In one embodiment, the invention is directed to a roll for use in an image-forming apparatus comprising polymeric foam exhibiting a density of at least about 6 pounds per cubic foot (pcf), and a 25% compression force deflection (CFD) of at least about 2.5 pounds per square inch (psi).
In another more specific embodiment, the invention is directed to a toner adder roll for use in an electrophotographic image-forming apparatus comprising a substantially homogeneous layer of open-celled, non-reticulated polyurethane foam cylindrically disposed about a metal shaft. At least one conductive agent is dispersed throughout the foam and the foam exhibits a density of at least about 6 pcf, a 25% CFD of at least 2.5 psi, an average linear cell count of from about 90 to about 120 pores per inch (ppi), and a resistivity of less than about 1×109 ohm-cm.
The present invention is also directed to image-forming apparatuses, and, more specifically, to an electrophotographic image-forming apparatus, comprising the aforementioned rolls.
Further, the invention is directed to a method for applying toner to a developing member in an electrophotographic image-forming apparatus comprising applying the toner via a roll comprising polymeric foam wherein the foam exhibits a density of at least about 6 pcf and a 25% compression force deflection of at least about 2.5 psi.
The rolls, image-forming apparatuses and methods of the invention advantageously employ rolls which may be easily manufactured by methods well-known in the arts, and provide precise toner application in a relatively inexpensive manner. These, and additional objects, embodiments and advantages are disclosed in further detail in the following detailed description.

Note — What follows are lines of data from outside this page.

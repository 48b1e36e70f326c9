//! Arcade - Terminal Mini-Game Collection
//!
//! Three small games behind one menu: Tic-Tac-Toe, Meteor Dodge, and Star
//! Catcher. Game logic lives under [`games`] and never touches the terminal,
//! so tests can drive it tick by tick; the binary wires it to a ratatui
//! frontend.

pub mod constants;
pub mod games;
pub mod input;
pub mod menu;
pub mod ui;

pub use constants::TICK_INTERVAL_MS;
pub use games::Screen;
// ==========================================
// 订单条码报表 - 导入模块错误类型
// ==========================================
// 工具: thiserror 派生宏
// 说明: 这里只收录致命错误；条码冲突/无条码订单
//       属于可恢复事件，走 Diagnostics 收集器
// ==========================================

use thiserror::Error;

/// 导入模块错误类型
#[derive(Error, Debug)]
pub enum ImportError {
    // ===== 文件相关错误 =====
    #[error("文件不存在: {0}")]
    FileNotFound(String),

    #[error("文件读取失败: {0}")]
    FileReadError(String),

    #[error("文件写入失败: {0}")]
    FileWriteError(String),

    #[error("CSV 解析失败: {0}")]
    CsvParseError(String),

    // ===== 行结构错误 =====
    #[error("行格式错误 (行 {row}): 期望 {expected} 列，实际 {actual} 列")]
    MalformedRow {
        row: usize,
        expected: usize,
        actual: usize,
    },

    // ===== 配置错误 =====
    #[error("配置错误: {0}")]
    ConfigError(String),
}

// 实现 From<std::io::Error>
impl From<std::io::Error> for ImportError {
    fn from(err: std::io::Error) -> Self {
        ImportError::FileReadError(err.to_string())
    }
}

// 实现 From<csv::Error>
impl From<csv::Error> for ImportError {
    fn from(err: csv::Error) -> Self {
        ImportError::CsvParseError(err.to_string())
    }
}

/// Result 类型别名
pub type ImportResult<T> = Result<T, ImportError>;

The Detailed Description will be more fully understood in view of the drawings which are illustrative of specific embodiments of the invention only and are not to be construed as limiting of any aspect of the invention, and in which:
FIG. 1 is a schematic illustration showing a toner adder roll embodiment of the present invention in the context of a developing unit of a laser printer.
FIGS. 2(a), 2(b) and 2(c) are respectively a perspective view, a plane view and an end view of a toner adder roll embodiment according to the present invention.
Rolls for use in electrophotographic development include, inter alia, a toner adder roll which applies toner to a developer roll which, in turn, transfers toner onto a photoconducting member, and a transfer roll which transfers toner from a photoconducting member to a print media. The functionality of rolls for use in electrophotographic (EP) development are well known in the printing art. An embodiment of the present invention directed to toner adder rolls incorporated into developing devices of an EP printer will now be fully explained with reference to the accompanying figures.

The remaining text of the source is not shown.